**Work item**
Copy every line below that has the word "rngs" in it.

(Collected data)
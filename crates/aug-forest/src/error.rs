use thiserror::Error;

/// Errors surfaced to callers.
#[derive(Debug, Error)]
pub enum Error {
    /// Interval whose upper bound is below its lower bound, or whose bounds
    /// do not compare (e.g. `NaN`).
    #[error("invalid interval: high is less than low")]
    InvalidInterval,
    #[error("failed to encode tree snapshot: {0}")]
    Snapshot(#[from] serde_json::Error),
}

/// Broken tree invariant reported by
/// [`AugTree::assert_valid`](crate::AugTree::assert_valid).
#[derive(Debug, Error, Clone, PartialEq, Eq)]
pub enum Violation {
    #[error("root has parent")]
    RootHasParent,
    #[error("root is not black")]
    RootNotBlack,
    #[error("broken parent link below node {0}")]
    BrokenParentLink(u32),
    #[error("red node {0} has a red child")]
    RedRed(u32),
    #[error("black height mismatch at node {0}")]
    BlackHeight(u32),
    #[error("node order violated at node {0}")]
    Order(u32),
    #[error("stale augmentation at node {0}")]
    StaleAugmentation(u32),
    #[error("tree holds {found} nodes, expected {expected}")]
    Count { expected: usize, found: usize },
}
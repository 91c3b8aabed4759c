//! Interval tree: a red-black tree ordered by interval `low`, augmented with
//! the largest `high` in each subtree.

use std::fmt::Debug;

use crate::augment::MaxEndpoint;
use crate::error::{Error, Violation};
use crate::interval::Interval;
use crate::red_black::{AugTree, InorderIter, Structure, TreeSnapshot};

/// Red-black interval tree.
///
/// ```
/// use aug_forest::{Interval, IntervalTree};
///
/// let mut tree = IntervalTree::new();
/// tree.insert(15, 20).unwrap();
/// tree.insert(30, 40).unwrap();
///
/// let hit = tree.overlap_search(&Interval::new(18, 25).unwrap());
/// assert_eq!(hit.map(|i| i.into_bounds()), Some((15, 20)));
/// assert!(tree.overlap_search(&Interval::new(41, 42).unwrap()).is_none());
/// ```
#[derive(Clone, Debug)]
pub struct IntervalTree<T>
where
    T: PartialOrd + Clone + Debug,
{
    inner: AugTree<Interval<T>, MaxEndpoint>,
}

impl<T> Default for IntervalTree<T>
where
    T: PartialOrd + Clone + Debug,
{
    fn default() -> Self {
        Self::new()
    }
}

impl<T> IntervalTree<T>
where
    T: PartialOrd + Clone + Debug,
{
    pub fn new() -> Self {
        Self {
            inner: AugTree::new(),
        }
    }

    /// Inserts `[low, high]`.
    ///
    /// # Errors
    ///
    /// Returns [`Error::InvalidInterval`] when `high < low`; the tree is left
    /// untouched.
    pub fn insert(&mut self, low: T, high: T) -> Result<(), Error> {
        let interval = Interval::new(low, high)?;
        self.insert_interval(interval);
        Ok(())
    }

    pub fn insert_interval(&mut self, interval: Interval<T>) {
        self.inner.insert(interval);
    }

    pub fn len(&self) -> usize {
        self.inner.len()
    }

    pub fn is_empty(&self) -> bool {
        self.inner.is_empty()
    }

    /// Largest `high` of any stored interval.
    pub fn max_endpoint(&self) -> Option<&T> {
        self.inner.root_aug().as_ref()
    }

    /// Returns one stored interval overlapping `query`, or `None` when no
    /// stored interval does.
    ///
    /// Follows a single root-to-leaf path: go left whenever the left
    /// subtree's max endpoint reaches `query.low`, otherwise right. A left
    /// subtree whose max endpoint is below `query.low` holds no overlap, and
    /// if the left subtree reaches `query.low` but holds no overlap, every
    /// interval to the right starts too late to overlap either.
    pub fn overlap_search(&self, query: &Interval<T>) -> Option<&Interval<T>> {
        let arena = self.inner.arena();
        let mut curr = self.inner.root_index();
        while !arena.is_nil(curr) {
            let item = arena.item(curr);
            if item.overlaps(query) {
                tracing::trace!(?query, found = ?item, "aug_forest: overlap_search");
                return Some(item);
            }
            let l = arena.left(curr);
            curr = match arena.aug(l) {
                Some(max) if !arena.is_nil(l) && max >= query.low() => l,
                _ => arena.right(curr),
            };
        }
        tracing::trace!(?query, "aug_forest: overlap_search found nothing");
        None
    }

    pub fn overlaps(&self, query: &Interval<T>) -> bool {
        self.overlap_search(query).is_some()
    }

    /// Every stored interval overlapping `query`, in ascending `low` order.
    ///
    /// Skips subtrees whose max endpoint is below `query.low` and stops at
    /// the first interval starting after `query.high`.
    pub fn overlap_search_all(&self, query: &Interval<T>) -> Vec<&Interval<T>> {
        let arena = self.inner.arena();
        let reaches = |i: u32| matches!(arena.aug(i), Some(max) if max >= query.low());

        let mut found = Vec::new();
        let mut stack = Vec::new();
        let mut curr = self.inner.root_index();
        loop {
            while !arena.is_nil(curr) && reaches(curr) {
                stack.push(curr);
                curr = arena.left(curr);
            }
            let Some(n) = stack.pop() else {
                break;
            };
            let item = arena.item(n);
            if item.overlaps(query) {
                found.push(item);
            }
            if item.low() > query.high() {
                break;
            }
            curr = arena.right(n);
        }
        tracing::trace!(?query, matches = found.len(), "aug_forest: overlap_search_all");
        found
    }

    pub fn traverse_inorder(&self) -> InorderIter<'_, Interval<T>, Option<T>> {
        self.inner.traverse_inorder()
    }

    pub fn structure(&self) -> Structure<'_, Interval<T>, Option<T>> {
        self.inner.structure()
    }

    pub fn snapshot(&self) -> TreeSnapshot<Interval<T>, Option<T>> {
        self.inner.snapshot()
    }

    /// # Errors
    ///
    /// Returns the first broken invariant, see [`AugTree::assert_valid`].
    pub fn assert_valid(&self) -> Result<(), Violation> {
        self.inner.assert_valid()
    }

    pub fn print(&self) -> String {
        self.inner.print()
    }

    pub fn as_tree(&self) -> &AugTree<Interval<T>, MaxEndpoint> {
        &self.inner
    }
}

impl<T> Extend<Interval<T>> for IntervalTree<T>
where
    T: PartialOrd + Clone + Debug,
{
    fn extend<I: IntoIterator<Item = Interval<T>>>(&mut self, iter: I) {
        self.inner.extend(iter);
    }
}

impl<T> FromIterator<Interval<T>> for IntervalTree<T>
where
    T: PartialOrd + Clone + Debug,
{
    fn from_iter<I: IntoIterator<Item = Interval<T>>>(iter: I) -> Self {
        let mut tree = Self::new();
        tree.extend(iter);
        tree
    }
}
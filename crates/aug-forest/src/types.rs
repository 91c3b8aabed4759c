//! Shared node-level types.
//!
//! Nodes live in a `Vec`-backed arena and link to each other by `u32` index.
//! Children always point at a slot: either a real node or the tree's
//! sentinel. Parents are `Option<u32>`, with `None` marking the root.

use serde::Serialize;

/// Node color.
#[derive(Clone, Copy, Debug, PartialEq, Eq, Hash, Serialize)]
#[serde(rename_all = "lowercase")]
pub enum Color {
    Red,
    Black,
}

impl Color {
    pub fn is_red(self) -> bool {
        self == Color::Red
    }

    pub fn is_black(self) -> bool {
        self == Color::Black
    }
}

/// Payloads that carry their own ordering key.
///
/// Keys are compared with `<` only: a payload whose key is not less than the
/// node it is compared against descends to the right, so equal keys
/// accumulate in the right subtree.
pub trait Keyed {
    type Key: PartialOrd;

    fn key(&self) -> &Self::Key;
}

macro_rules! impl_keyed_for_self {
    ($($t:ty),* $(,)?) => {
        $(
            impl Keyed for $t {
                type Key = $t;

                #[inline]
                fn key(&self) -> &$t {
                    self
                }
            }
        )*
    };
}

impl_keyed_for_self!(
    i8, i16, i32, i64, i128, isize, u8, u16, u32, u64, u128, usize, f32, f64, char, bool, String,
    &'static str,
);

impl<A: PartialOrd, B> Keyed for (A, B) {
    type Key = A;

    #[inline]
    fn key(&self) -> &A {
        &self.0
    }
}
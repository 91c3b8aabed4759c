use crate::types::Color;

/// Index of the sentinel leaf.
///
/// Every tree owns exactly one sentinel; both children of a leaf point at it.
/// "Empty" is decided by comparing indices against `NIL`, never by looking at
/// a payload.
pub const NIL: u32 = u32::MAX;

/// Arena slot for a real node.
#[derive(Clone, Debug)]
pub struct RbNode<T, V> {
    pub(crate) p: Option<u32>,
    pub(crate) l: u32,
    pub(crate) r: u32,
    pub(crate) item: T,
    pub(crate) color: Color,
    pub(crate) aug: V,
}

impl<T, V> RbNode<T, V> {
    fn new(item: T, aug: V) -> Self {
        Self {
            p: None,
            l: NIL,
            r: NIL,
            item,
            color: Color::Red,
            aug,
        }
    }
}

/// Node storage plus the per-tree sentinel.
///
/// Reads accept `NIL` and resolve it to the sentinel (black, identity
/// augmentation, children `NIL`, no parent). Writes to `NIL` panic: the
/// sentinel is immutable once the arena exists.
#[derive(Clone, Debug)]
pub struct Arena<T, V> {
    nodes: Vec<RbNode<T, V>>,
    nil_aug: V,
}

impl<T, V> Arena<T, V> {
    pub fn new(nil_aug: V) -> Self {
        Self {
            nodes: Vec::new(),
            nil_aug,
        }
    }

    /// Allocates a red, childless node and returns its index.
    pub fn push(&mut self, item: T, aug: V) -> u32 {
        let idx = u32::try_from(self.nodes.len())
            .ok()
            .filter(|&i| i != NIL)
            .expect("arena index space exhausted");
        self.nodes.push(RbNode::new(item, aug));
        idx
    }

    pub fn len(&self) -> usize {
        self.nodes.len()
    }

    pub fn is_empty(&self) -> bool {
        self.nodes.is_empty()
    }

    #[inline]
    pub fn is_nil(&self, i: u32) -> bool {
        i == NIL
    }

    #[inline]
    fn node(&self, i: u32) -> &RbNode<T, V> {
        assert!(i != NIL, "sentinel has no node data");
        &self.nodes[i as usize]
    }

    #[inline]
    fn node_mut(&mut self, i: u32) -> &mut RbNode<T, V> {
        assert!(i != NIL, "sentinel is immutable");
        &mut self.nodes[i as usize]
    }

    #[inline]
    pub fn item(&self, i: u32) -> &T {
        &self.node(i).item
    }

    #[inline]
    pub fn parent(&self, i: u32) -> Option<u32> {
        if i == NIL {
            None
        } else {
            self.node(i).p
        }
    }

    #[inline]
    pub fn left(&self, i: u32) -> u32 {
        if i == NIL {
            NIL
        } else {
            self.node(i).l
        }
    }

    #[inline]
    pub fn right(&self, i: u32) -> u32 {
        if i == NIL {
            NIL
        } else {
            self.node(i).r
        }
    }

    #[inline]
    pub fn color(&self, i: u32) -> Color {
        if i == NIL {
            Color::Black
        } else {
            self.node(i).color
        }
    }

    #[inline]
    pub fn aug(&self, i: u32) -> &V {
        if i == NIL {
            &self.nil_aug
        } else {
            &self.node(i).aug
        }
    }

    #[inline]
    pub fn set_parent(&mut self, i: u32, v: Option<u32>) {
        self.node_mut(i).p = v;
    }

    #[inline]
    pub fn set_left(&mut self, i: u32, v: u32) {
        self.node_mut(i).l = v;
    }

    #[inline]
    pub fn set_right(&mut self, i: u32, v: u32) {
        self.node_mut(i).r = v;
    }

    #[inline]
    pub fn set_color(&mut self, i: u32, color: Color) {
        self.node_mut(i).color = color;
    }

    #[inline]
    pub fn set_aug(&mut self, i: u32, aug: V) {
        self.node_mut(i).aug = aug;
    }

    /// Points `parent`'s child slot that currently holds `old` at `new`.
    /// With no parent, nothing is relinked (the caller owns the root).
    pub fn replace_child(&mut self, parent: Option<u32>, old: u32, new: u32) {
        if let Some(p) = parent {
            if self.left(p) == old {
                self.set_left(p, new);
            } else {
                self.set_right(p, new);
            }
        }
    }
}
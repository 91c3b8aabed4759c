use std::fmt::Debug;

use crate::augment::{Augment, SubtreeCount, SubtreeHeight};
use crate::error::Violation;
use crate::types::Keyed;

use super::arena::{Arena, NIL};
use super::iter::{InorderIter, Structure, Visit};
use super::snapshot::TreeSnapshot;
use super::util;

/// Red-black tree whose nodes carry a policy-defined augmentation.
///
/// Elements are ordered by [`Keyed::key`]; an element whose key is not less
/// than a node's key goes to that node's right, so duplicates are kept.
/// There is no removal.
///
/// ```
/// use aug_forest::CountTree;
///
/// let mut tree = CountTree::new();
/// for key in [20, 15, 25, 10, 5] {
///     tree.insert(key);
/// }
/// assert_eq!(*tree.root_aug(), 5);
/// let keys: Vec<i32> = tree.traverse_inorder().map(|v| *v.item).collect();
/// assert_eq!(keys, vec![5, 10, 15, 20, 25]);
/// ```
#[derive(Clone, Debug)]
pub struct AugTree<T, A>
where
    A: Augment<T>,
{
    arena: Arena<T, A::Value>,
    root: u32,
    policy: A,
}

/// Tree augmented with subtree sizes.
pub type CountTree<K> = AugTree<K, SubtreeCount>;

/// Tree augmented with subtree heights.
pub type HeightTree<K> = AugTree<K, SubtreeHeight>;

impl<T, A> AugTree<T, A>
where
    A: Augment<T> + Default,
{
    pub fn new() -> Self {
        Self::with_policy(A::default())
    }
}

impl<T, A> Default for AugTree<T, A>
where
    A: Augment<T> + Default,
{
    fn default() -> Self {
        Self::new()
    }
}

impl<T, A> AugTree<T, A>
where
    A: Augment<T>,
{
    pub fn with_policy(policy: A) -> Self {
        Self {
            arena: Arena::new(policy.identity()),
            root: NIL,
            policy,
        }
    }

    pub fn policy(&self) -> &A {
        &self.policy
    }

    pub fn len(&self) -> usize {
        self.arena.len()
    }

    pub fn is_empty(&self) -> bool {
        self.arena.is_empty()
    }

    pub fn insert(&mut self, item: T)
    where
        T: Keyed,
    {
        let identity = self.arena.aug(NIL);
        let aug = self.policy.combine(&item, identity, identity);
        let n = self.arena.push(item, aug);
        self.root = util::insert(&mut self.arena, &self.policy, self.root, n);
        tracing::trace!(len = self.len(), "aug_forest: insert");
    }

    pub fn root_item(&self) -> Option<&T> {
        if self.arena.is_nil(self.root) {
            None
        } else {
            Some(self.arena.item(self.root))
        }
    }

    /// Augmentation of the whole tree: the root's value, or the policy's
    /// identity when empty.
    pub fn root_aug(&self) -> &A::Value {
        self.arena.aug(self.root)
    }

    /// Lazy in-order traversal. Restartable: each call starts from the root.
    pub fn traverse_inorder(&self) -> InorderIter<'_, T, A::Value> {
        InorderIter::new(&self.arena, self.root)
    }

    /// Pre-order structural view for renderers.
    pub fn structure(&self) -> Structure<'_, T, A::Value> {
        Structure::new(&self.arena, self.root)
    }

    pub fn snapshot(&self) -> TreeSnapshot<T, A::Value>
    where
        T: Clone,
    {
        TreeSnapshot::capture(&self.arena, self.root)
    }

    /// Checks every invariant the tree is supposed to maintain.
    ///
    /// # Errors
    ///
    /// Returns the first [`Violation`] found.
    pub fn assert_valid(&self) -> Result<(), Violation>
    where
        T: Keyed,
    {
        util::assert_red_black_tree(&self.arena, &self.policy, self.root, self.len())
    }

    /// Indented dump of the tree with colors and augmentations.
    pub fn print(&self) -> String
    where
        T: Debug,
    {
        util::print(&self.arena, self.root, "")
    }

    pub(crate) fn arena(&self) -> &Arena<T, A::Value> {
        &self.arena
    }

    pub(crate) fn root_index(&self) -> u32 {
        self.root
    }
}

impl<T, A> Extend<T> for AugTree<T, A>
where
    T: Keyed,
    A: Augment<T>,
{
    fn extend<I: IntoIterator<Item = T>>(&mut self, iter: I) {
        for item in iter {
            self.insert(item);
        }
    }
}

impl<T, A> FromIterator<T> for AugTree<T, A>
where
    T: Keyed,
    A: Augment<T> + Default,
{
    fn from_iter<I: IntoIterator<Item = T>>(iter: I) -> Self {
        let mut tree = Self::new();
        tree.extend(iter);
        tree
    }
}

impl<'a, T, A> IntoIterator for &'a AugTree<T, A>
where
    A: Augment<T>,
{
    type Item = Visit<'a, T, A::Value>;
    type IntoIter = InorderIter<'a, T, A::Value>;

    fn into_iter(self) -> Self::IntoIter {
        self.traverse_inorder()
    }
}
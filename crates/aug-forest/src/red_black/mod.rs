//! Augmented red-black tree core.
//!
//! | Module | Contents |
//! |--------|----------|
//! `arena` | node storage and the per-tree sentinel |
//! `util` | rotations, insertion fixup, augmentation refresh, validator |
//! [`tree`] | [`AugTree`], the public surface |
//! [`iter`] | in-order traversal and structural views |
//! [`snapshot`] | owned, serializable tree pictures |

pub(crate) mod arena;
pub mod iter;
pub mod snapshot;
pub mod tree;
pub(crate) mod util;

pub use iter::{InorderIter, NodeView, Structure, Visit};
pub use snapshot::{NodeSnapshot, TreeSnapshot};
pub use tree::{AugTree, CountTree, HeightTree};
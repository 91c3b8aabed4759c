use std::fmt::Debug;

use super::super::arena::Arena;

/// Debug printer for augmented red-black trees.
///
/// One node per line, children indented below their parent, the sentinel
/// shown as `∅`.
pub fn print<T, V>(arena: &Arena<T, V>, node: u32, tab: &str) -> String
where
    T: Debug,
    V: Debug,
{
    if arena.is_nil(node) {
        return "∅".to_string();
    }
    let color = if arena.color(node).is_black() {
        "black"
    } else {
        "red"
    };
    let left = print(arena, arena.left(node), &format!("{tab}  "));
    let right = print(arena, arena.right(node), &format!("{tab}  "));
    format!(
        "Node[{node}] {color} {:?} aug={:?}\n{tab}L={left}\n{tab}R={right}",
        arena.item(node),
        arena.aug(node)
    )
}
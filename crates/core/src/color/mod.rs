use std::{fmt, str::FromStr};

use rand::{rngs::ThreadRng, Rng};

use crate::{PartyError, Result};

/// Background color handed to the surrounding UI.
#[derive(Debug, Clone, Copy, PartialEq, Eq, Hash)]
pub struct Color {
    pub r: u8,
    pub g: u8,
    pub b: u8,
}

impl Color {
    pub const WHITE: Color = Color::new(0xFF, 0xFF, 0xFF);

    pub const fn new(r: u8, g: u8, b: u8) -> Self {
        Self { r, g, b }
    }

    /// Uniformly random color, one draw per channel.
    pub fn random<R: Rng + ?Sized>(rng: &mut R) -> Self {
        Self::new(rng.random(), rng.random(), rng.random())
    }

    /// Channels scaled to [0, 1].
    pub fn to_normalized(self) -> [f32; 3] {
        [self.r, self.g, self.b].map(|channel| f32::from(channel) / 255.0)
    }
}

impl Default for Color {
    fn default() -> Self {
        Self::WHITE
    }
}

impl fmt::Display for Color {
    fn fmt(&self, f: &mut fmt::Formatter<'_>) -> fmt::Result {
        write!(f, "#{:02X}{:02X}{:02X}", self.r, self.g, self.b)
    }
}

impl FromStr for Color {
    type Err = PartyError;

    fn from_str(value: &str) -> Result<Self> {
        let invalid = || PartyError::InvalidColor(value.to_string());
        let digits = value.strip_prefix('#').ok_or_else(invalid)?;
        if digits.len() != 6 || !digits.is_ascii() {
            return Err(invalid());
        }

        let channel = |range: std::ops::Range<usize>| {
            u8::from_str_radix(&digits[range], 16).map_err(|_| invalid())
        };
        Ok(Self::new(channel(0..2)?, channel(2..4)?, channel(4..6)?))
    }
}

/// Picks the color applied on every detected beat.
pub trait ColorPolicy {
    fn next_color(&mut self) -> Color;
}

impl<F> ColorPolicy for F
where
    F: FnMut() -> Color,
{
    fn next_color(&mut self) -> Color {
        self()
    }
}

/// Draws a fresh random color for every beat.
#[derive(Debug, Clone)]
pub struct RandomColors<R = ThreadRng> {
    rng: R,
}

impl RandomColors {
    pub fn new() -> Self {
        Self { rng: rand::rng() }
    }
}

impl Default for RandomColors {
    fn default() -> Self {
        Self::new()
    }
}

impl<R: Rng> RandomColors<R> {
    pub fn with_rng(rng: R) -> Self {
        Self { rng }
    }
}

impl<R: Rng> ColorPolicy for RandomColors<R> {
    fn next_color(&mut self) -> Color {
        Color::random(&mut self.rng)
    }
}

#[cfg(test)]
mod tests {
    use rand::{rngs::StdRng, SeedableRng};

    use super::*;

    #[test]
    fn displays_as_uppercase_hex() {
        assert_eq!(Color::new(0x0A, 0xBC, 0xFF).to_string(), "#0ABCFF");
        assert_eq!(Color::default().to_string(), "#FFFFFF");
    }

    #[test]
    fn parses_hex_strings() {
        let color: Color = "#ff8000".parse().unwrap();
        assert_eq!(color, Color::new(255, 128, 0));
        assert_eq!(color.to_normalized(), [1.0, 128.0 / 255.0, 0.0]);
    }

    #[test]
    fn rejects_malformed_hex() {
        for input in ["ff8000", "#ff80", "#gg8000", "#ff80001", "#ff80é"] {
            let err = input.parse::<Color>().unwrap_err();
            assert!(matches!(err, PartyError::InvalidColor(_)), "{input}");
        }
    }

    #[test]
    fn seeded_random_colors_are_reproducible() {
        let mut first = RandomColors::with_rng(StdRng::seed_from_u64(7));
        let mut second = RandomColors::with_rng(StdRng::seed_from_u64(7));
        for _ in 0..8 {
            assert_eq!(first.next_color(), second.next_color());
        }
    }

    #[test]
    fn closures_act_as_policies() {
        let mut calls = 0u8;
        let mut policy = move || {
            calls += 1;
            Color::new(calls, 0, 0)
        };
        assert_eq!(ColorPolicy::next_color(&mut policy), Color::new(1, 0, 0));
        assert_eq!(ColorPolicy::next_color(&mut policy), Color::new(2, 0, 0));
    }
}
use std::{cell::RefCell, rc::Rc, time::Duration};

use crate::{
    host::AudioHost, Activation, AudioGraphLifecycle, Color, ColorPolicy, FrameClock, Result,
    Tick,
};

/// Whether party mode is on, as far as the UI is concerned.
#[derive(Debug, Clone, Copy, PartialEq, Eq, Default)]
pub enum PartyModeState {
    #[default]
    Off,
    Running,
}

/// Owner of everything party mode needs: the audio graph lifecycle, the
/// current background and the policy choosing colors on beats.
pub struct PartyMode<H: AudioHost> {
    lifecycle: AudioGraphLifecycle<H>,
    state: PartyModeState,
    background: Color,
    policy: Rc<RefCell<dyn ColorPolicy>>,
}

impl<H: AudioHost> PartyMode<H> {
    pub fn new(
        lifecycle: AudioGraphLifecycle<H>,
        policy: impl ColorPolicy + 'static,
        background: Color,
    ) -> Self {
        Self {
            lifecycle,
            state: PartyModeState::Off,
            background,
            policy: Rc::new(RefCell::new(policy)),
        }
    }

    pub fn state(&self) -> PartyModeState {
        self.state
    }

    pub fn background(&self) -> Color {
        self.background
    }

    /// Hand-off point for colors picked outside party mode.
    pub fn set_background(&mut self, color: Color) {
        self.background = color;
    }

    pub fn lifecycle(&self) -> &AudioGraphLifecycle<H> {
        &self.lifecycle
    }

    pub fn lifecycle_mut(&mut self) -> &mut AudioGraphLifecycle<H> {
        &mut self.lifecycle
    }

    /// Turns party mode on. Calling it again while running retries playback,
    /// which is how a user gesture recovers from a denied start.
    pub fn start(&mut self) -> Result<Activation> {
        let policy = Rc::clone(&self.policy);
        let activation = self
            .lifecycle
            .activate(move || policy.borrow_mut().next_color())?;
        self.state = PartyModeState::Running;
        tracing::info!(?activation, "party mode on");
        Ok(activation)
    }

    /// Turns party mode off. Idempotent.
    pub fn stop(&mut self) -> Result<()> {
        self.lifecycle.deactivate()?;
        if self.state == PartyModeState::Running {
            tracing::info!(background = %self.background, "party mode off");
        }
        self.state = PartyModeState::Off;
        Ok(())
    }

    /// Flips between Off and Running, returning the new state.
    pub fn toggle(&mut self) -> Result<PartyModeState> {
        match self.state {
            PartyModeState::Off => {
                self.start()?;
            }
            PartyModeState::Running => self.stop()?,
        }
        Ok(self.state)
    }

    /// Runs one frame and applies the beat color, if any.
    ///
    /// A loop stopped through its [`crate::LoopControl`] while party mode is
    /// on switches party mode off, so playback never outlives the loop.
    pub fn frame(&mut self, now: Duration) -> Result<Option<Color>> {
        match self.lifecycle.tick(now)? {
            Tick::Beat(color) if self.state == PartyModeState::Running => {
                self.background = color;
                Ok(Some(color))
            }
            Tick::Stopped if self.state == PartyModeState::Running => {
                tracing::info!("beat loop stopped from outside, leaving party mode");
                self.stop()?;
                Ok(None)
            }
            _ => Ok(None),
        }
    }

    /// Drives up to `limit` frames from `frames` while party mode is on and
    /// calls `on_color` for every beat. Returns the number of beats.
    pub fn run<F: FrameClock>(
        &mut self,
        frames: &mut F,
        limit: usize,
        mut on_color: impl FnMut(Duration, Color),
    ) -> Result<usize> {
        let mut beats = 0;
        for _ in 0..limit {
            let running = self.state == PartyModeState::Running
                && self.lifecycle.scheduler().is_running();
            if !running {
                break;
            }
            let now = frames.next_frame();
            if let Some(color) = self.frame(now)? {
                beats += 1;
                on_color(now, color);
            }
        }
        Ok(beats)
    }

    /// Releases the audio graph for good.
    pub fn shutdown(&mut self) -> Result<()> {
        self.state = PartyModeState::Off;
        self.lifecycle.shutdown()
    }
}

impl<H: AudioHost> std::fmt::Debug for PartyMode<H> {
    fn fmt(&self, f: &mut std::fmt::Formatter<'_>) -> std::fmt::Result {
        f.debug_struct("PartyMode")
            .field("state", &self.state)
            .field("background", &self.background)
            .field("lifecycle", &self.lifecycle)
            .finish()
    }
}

**Exercise solution**
use rand::{rngs::ThreadRng, Rng};
    use rand::{rngs::StdRng, SeedableRng};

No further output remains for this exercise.